Foo Factory

Merovingian Foo FighterDown below, mass tangles of wiring hung between flickering screens and bays of valves, beam tetrodes glowing violet or lime-green. Rainbow lights pulsed along ionized gasses in glass tubes and flasks. Heavy-duty High Tension cables hung from ceramic insulators and harsh strip lighting dangled precariously from chains and improvised scaffolding. High on one wall a huge screen showed:

Project Deadline

[] [] / [] [] / [] [] [] []

Don’t let the Mayans down

“We can’t use the water pistols with all this electricity about – remove your magazines and pass them to Ferdy,” ordered Boz.

They could make out several assembly lines trundling inwards towards the centre of the cavern floor. One carried copper tanks like oversize water heaters.

“Vril accumulators,” pronounced Slasher sagely.

Another line was doing pipe cots, with robot arms sewing canvas covers and welding joints. Yet another bore printed circuit boards, technical bits and electronic pieces, between robots that soldered and snipped, towards half-finished, splayed-bell shaped craft, like bizarre giant hub caps, their shell plates being welded, riveted and spray-painted by beavering robots on the outside, whilst metal mechanics rushed in and out with the fittings as they arrived on the lines. One completed Reichsflugscheiben sat on a flatbed, narrow-gauge railway truck receiving the finishing touches to its paint job. A Chat Souterrain in a silver radiation suit and fish-bowl helmet was stencilling alien symbols around the hull.

µƒß ç¬ø∂^øñ +      

“Looks a bit like Sanskrit to me,” said Phoebles, to everyone else’s surprise.
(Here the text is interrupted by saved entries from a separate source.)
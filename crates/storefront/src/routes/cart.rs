//! Cart route handlers.
//!
//! The cart lives in the session. Each handler loads it, applies one
//! transition and saves it back before answering with the new state.

use axum::{
    Json,
    extract::{Path, State},
};
use serde::{Deserialize, Serialize};
use tower_sessions::Session;
use tracing::{debug, instrument};

use fournil_core::{Price, ProductId};

use crate::error::{AppError, Result};
use crate::middleware::session::{load_cart, save_cart};
use crate::models::{Cart, CartError, CartItem, Product};
use crate::state::AppState;

// =============================================================================
// Types
// =============================================================================

/// Cart as returned to the client, with derived totals.
#[derive(Debug, Serialize)]
pub struct CartView {
    pub items: Vec<CartItem>,
    pub is_open: bool,
    pub total_items: u32,
    pub total: Price,
}

impl From<Cart> for CartView {
    fn from(cart: Cart) -> Self {
        Self {
            total_items: cart.total_items(),
            total: cart.total(),
            is_open: cart.is_open,
            items: cart.items,
        }
    }
}

/// `POST /api/cart/items` body.
#[derive(Debug, Deserialize)]
pub struct AddItem {
    pub product_id: ProductId,
    #[serde(default = "one")]
    pub quantity: u32,
}

const fn one() -> u32 {
    1
}

/// `PUT /api/cart/items/{product_id}` body.
#[derive(Debug, Deserialize)]
pub struct SetQuantity {
    pub quantity: i64,
}

// =============================================================================
// Handlers
// =============================================================================

async fn product(state: &AppState, id: ProductId) -> Result<Product> {
    state
        .catalog()
        .product(id)
        .await?
        .ok_or_else(|| AppError::NotFound(format!("product {id}")))
}

async fn store(session: &Session, cart: Cart) -> Result<Json<CartView>> {
    save_cart(session, &cart).await?;
    Ok(Json(cart.into()))
}

/// `GET /api/cart`
#[instrument(skip(session))]
pub async fn show(session: Session) -> Result<Json<CartView>> {
    Ok(Json(load_cart(&session).await?.into()))
}

/// `DELETE /api/cart`
#[instrument(skip(session))]
pub async fn clear(session: Session) -> Result<Json<CartView>> {
    let mut cart = load_cart(&session).await?;
    cart.clear();
    store(&session, cart).await
}

/// `POST /api/cart/items`
#[instrument(skip(state, session))]
pub async fn add(
    State(state): State<AppState>,
    session: Session,
    Json(body): Json<AddItem>,
) -> Result<Json<CartView>> {
    let product = product(&state, body.product_id).await?;
    let mut cart = load_cart(&session).await?;
    cart.add_checked(&product, body.quantity)?;
    debug!(product = %product.name, quantity = body.quantity, "Added to cart");
    store(&session, cart).await
}

/// `PUT /api/cart/items/{product_id}`; zero or less removes the line.
#[instrument(skip(state, session))]
pub async fn update(
    State(state): State<AppState>,
    session: Session,
    Path(product_id): Path<ProductId>,
    Json(body): Json<SetQuantity>,
) -> Result<Json<CartView>> {
    let mut cart = load_cart(&session).await?;
    if body.quantity <= 0 {
        if !cart.remove(product_id) {
            return Err(CartError::NotInCart(product_id).into());
        }
    } else {
        let product = product(&state, product_id).await?;
        cart.set_quantity_checked(&product, body.quantity)?;
    }
    store(&session, cart).await
}

/// `DELETE /api/cart/items/{product_id}`
#[instrument(skip(session))]
pub async fn remove(
    session: Session,
    Path(product_id): Path<ProductId>,
) -> Result<Json<CartView>> {
    let mut cart = load_cart(&session).await?;
    if !cart.remove(product_id) {
        return Err(CartError::NotInCart(product_id).into());
    }
    store(&session, cart).await
}

/// `POST /api/cart/open`
#[instrument(skip(session))]
pub async fn open(session: Session) -> Result<Json<CartView>> {
    let mut cart = load_cart(&session).await?;
    cart.open();
    store(&session, cart).await
}

/// `POST /api/cart/close`
#[instrument(skip(session))]
pub async fn close(session: Session) -> Result<Json<CartView>> {
    let mut cart = load_cart(&session).await?;
    cart.close();
    store(&session, cart).await
}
The pals grouped and squatted in a circle to discuss a plan of action while an apparently uninterested Ginsbergbear opened a nearby junction box that had caught his attention, marked as it was with the inscription ‘DON’T!’ on the door in large, red letters. Once inside he snipped through some of the wiring, mostly blue wires, and a fat bunch of filaments that had all been taped together. He unscrewed a connector block and began swapping connections, yellow wires for green wires; brown wires for the pretty little striped ones. Finally he took two red wires and shorted them together with a crack and a spark. Down below some of the banks of valves flickered and went out. Some of the valves began to glow brighter and brighter. Then they all began to strobe neurotically. The robots lost control, mechanical arms waved and jerked, welding arms lanced and riveting arms sewed. The humming and crackling of barely harnessed alternating current soared orgasmically. White lab-coated overseer Chats looked uncertain, worried, panicked. Bolts of lightening began to arc over the insulators and a maniacally frenzied laser arm sliced a ruby pencil of lethal light through a dangling power cable. The severed conduit swung down till its exposed core shorted against one of the bays, sprayed sparks above the growing pandemonium.

“RUN!” cried Ginsbergbear as he rushed past his comrades, and a small explosion shook the stalactites.